SUPPLIED ENTRIES Start Marker

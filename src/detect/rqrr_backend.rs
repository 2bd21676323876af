//! QR decoding via the `rqrr` crate.

use super::{CodeDetector, DetectionResult, Point, Quad};
use crate::capture::Frame;

/// Detector backed by `rqrr`'s grid finder and decoder.
///
/// Stateless: each call prepares its own image from the frame.
#[derive(Debug, Clone, Copy, Default)]
pub struct RqrrDetector;

impl RqrrDetector {
    /// Creates the detector.
    pub fn new() -> Self {
        Self
    }
}

impl CodeDetector for RqrrDetector {
    fn detect(&self, frame: &Frame) -> DetectionResult {
        if !frame.is_valid() {
            tracing::warn!(?frame, "Skipping malformed frame");
            return DetectionResult::NotFound;
        }

        let width = frame.width() as usize;
        let pixels = frame.pixels();
        let mut prepared =
            rqrr::PreparedImage::prepare_from_greyscale(width, frame.height() as usize, |x, y| {
                pixels[y * width + x]
            });

        // A frame can hold several grids; the first one that decodes wins.
        for grid in prepared.detect_grids() {
            match grid.decode() {
                Ok((_meta, payload)) => {
                    let quad = Quad(grid.bounds.map(|p| Point::new(p.x as f32, p.y as f32)));
                    return DetectionResult::Found { payload, quad };
                }
                Err(e) => {
                    tracing::trace!(error = ?e, sequence = frame.sequence(), "Grid failed to decode");
                }
            }
        }

        DetectionResult::NotFound
    }
}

SUPPLIED ENTRIES End Marker

#### WHAT IS BEING ASKED
Every record above needs to be repeated word for word.

#### RESULT
filename src/detect/rqrr_backend.rs
repository 2bd21676323876af
//! QR decoding via the `rqrr` crate.

use super::{CodeDetector, DetectionResult, Point, Quad};
use crate::capture::Frame;

/// Detector backed by `rqrr`'s grid finder and decoder.
///
/// Stateless: each call prepares its own image from the frame.
#[derive(Debug, Clone, Copy, Default)]
pub struct RqrrDetector;

impl RqrrDetector {
    /// Creates the detector.
    pub fn new() -> Self {
        Self
    }
}

impl CodeDetector for RqrrDetector {
    fn detect(&self, frame: &Frame) -> DetectionResult {
        if !frame.is_valid() {
            tracing::warn!(?frame, "Skipping malformed frame");
            return DetectionResult::NotFound;
        }

        let width = frame.width() as usize;
        let pixels = frame.pixels();
        let mut prepared =
            rqrr::PreparedImage::prepare_from_greyscale(width, frame.height() as usize, |x, y| {
                pixels[y * width + x]
            });

        // A frame can hold several grids; the first one that decodes wins.
        for grid in prepared.detect_grids() {
            match grid.decode() {
                Ok((_meta, payload)) => {
                    let quad = Quad(grid.bounds.map(|p| Point::new(p.x as f32, p.y as f32)));
                    return DetectionResult::Found { payload, quad };
                }
                Err(e) => {
                    tracing::trace!(error = ?e, sequence = frame.sequence(), "Grid failed to decode");
                }
            }
        }

        DetectionResult::NotFound
    }
}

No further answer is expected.